By gavmeister on 17 Mar 2010

yet

@gavmeister you put forward some salient points, but the last one regarding forwarding attachments before opening it yourself...

I guess if the option is available for all the other software suites, it shouldn't be too unreasonable to want it in Avira too.
The last couple of group tests ended up being relatively close did they not?

By khellan on 17 Mar 2010

ok

@khellan, thanks your points are salient too!

The clinchers for me remain the malware detection - nothing else matters - and the wonderfully light footprint of Avira. all other anti-virus software is too resource-hungry for any laptop under 3GB RAM.

Don't listen to Darien people, just get Avira.

By gavmeister on 20 Mar 2010

version 10 released today

this review is already out of date - v10 of Avira 10 released today. suggest rethink in order

By gavmeister on 24 Mar 2010

Rather trust AVG?

"we'd rather trust our safety to AVG than put up with this sort of constant hectoring."

Unfortunately this is simply not possible, although installing AVG would stop all infections, because... on every computer except one on which I have tried installing AVG all I get is BSOD after BSOD after BSOD. So now I'm using Avira, which actually picked up a virus on IT guru's pendrive - much to his embarrassment!

By einstein9 on 30 Mar 2010

Avira Rocks

I don't mind the once-or-twice a day nag screens because I'm getting the #1 rated AV protection out there for free.
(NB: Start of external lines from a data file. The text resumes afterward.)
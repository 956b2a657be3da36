//! Host-facing types for driving the core: configuration, state, outcomes,
//! and the loadable program image.

use crate::encoding::InstructionClass;
use crate::memory::{new_address_space, write_u32_be};
use crate::timing::{PerfConfig, PerfCounters};
use crate::{ArchitecturalState, Fault, FaultCode, RunState};

/// What the engine does when it fetches an opcode outside the table.
#[derive(Debug, Clone, Copy, PartialEq, Eq, Hash, Default)]
#[cfg_attr(feature = "serde", derive(serde::Deserialize, serde::Serialize))]
pub enum InvalidOpcodePolicy {
    /// Latch an `IllegalInstruction` fault and stop the run.
    #[default]
    Fault,
    /// Leave all state untouched and keep re-fetching the same word.
    ///
    /// Only terminates when a step budget is configured.
    Stall,
}

/// Top-level configuration for a run.
#[derive(Debug, Clone, Copy, PartialEq, Eq, Default)]
#[cfg_attr(feature = "serde", derive(serde::Deserialize, serde::Serialize))]
pub struct SimConfig {
    /// Frequency and per-class cycle costs.
    pub perf: PerfConfig,
    /// Handling of unrecognized opcodes.
    pub invalid_opcode: InvalidOpcodePolicy,
    /// Maximum number of steps a run may take, counting stalls.
    pub step_budget: Option<u64>,
}

impl SimConfig {
    /// Creates a configuration with default policies around `perf`.
    #[must_use]
    pub const fn with_perf(perf: PerfConfig) -> Self {
        Self {
            perf,
            invalid_opcode: InvalidOpcodePolicy::Fault,
            step_budget: None,
        }
    }
}

/// Complete simulation state: registers, PC, memory, run state, counters.
#[derive(Debug, Clone, PartialEq, Eq)]
pub struct CoreState {
    /// Register file and program counter.
    pub arch: ArchitecturalState,
    /// Flat 1 MiB memory image.
    pub memory: Box<[u8]>,
    /// Current execution state.
    pub run_state: RunState,
    /// Cycle and instruction accounting.
    pub counters: PerfCounters,
}

impl Default for CoreState {
    fn default() -> Self {
        Self {
            arch: ArchitecturalState::default(),
            memory: new_address_space(),
            run_state: RunState::Running,
            counters: PerfCounters::default(),
        }
    }
}

impl CoreState {
    /// Zeroes registers, PC, memory and counters, and resumes running.
    pub fn reset(&mut self) {
        self.arch = ArchitecturalState::default();
        self.memory.fill(0);
        self.run_state = RunState::Running;
        self.counters = PerfCounters::default();
    }

    /// Writes every word of `image` into memory.
    ///
    /// # Errors
    ///
    /// Returns a `StoreOutOfBounds` fault naming the first word that does not
    /// fit. Words before it are already written.
    pub fn load_image(&mut self, image: &ProgramImage) -> Result<(), Fault> {
        for &(address, word) in image.words() {
            write_u32_be(&mut self.memory, address, word)
                .map_err(|code| Fault::new(code, self.arch.pc()).with_address(address))?;
        }
        Ok(())
    }

    /// Returns the latched fault code, if any.
    #[must_use]
    pub const fn latched_fault(&self) -> Option<FaultCode> {
        self.run_state.latched_fault()
    }
}

/// Result of a single engine step.
#[derive(Debug, Clone, Copy, PartialEq, Eq)]
#[cfg_attr(feature = "serde", derive(serde::Deserialize, serde::Serialize))]
pub enum StepOutcome {
    /// An instruction retired.
    Retired {
        /// Bucket the instruction was charged under, `None` for `srai`.
        cost_class: Option<InstructionClass>,
        /// Cycles charged.
        cycles: u32,
    },
    /// The halt sentinel was reached.
    Halted,
    /// An invalid opcode was counted at zero cycles without any other state
    /// change.
    Stalled {
        /// The unrecognized opcode field.
        opcode: u8,
    },
}

/// How a run loop ended without a fault.
#[derive(Debug, Clone, Copy, PartialEq, Eq, Hash)]
#[cfg_attr(feature = "serde", derive(serde::Deserialize, serde::Serialize))]
pub enum RunOutcome {
    /// The halt sentinel was reached.
    Halted,
    /// The configured step budget ran out first.
    StepBudgetExhausted {
        /// Steps taken, equal to the budget.
        steps: u64,
    },
}

/// A program as `(address, word)` pairs in load order.
#[derive(Debug, Clone, PartialEq, Eq, Default)]
#[cfg_attr(feature = "serde", derive(serde::Deserialize, serde::Serialize))]
pub struct ProgramImage {
    words: Vec<(u32, u32)>,
}

impl ProgramImage {
    /// Creates an empty image.
    #[must_use]
    pub const fn new() -> Self {
        Self { words: Vec::new() }
    }

    /// Appends one word. A later word at the same address overwrites an
    /// earlier one when loaded.
    pub fn push(&mut self, address: u32, word: u32) {
        self.words.push((address, word));
    }

    /// Words in load order.
    #[must_use]
    pub fn words(&self) -> &[(u32, u32)] {
        &self.words
    }

    /// Number of words in the image.
    #[must_use]
    pub fn len(&self) -> usize {
        self.words.len()
    }

    /// Returns `true` when the image holds no words.
    #[must_use]
    pub fn is_empty(&self) -> bool {
        self.words.is_empty()
    }
}

impl FromIterator<(u32, u32)> for ProgramImage {
    fn from_iter<T: IntoIterator<Item = (u32, u32)>>(iter: T) -> Self {
        Self {
            words: iter.into_iter().collect(),
        }
    }
}

impl Extend<(u32, u32)> for ProgramImage {
    fn extend<T: IntoIterator<Item = (u32, u32)>>(&mut self, iter: T) {
        self.words.extend(iter);
    }
}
The things it doesn't do are done by other programs: for example your ISP has an email virus scanner and you have Windows or preferably another firewall (Comodo or Zonealarm are free).

I looked at the extensive tests done at av-comparatives.org [an independent used by CNET and others] and Avira was clearly the best if you wanted detection and removal of malware - especially brand new viruses [through heuristics] where Avira was far out in front.
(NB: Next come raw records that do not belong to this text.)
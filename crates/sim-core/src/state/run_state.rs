use crate::FaultCode;

/// Execution-state machine for the run loop.
#[derive(Debug, Clone, Copy, PartialEq, Eq, Hash, Default)]
#[cfg_attr(feature = "serde", derive(serde::Deserialize, serde::Serialize))]
pub enum RunState {
    /// Ready to execute the next instruction.
    #[default]
    Running,
    /// Halt sentinel reached. Terminal until reset.
    Halted,
    /// A fatal fault stopped the run. Terminal until reset.
    FaultLatched(FaultCode),
}

impl RunState {
    /// Returns the currently latched fault, if this state is fault-latched.
    #[must_use]
    pub const fn latched_fault(self) -> Option<FaultCode> {
        match self {
            Self::FaultLatched(cause) => Some(cause),
            Self::Running | Self::Halted => None,
        }
    }
}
No single AV works perfectly, and I couple Avira personal [set to most sensitive heuristics] with two other resident programs: Comodo Firewall [set to safe mode], and WinPatrol.

I also run once-a-week Malwarebytes Anti-Malware and Superantispyware manual scans for a first-class freeware "crossfire" effect.
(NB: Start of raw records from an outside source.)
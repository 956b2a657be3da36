//! Command-line surface: argument parsing and command execution.

use std::ffi::OsString;
use std::io::Write;
use std::path::{Path, PathBuf};

use log::info;
use sim_core::{SimConfig, Simulator};

use crate::config::load_config;
use crate::errors::{CliError, Diagnostic};
use crate::program::load_program;
use crate::report::{
    format_comparison, format_run_summary, write_register_dump, REGISTER_DUMP_FILE,
};

/// Usage text printed for any unsupported argument list.
pub const USAGE_TEXT: &str = "\
Usage: perfsim <program> <config> [<config-b>]

  perfsim <program> <config>
      Run the program once, print cycles, instructions and execution time,
      and write final register values to registers.txt.

  perfsim <program> <config-a> <config-b>
      Run the program under both configurations and report which is faster.

Logging is controlled by RUST_LOG (for example RUST_LOG=trace).
";

/// A parsed invocation.
#[derive(Debug, Clone, PartialEq, Eq)]
pub enum Command {
    /// One program under one configuration.
    Single {
        /// Program listing.
        program: PathBuf,
        /// Processor configuration.
        config: PathBuf,
    },
    /// One program under two configurations.
    Compare {
        /// Program listing.
        program: PathBuf,
        /// Configurations A and B.
        configs: [PathBuf; 2],
    },
}

/// Parses positional arguments (program name already removed).
///
/// Returns `None` for any count other than two or three.
#[must_use]
pub fn parse_args(args: impl IntoIterator<Item = OsString>) -> Option<Command> {
    let mut paths: Vec<PathBuf> = args.into_iter().map(PathBuf::from).collect();
    match paths.len() {
        2 => {
            let config = paths.pop()?;
            let program = paths.pop()?;
            Some(Command::Single { program, config })
        }
        3 => {
            let config_b = paths.pop()?;
            let config_a = paths.pop()?;
            let program = paths.pop()?;
            Some(Command::Compare {
                program,
                configs: [config_a, config_b],
            })
        }
        _ => None,
    }
}

/// Installs the `env_logger` backend. `RUST_LOG` selects the level; logging
/// is off when it is unset.
pub fn init_logging() {
    let _ = env_logger::Builder::from_env(env_logger::Env::default().default_filter_or("off"))
        .try_init();
}

/// Runs `command`, writing results to `out` and load diagnostics to `err`.
///
/// A single run writes its register dump into `dump_dir`.
///
/// # Errors
///
/// Returns the first fatal I/O or simulation error.
pub fn run_command(
    command: &Command,
    dump_dir: &Path,
    out: &mut dyn Write,
    err: &mut dyn Write,
) -> Result<(), CliError> {
    match command {
        Command::Single { program, config } => {
            let loaded = load_config(config)?;
            report_diagnostics(err, config, &loaded.diagnostics)?;
            let listing = load_program(program)?;
            report_diagnostics(err, program, &listing.diagnostics)?;

            info!("running {} with {}", program.display(), config.display());
            let report = Simulator::new(SimConfig::with_perf(loaded.config))
                .run_program(&listing.image)?;

            write_register_dump(&dump_dir.join(REGISTER_DUMP_FILE), &report.registers)?;
            out.write_all(format_run_summary(&report).as_bytes())
                .map_err(CliError::Output)
        }
        Command::Compare { program, configs } => {
            let [path_a, path_b] = configs;
            let config_a = load_config(path_a)?;
            report_diagnostics(err, path_a, &config_a.diagnostics)?;
            let config_b = load_config(path_b)?;
            report_diagnostics(err, path_b, &config_b.diagnostics)?;
            let listing = load_program(program)?;
            report_diagnostics(err, program, &listing.diagnostics)?;

            info!(
                "comparing {} under {} and {}",
                program.display(),
                path_a.display(),
                path_b.display()
            );
            let comparison =
                Simulator::default().compare(&listing.image, config_a.config, config_b.config)?;

            let names = [path_a.display().to_string(), path_b.display().to_string()];
            let text = format_comparison(&comparison, [&names[0], &names[1]]);
            out.write_all(text.as_bytes()).map_err(CliError::Output)
        }
    }
}

fn report_diagnostics(
    err: &mut dyn Write,
    path: &Path,
    diagnostics: &[Diagnostic],
) -> Result<(), CliError> {
    for diagnostic in diagnostics {
        writeln!(err, "warning: {}: {diagnostic}", path.display()).map_err(CliError::Output)?;
    }
    Ok(())
}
I also run (resident) Spybot (with it's "Teatimer") but it does not seem to be up to snuff in the reviews.

My computer is only a 1.8 GHz Pentium with 512MB RAM running Win XP and those programs don't slow me down signficantly.

By The_Mick on 20 May 2010

Firewall??

I have no idea at all why you suggest not having a firewall is worthy of a black mark? I'll let you into a secret, Windows XP SP2, Vista and 7 have perfectly adequate firewalls, routers provide a hardware firewall.. why on earth would you want even more unnecessary software clogging up your machine??

And why do you want emails scanned? Do you forward emails without knowing what they are or why?

By chrisfixit on 16 Jun 2010

Update problems?

I gave this a try as you favour it over Kaspersky 2011 - and I'd be reluctant to go back to Norton after previous experience.
Easy to use, light-footprint and it claimed to fin a Trojan that KIS 2010 had missed (not that I'd noticed anything amiss)-
BUT I could NOT get it to update after many attempts.
Their forum showed this to be a long running problem that is not confined to me.
Does it a apply only to the free version, as I'm quite happy to pay for decent anti-virus?

By Walsallian on 23 Jul 2010

Agree with "chrisfixit"

I want to say I agree with "chrisfixit", he is right!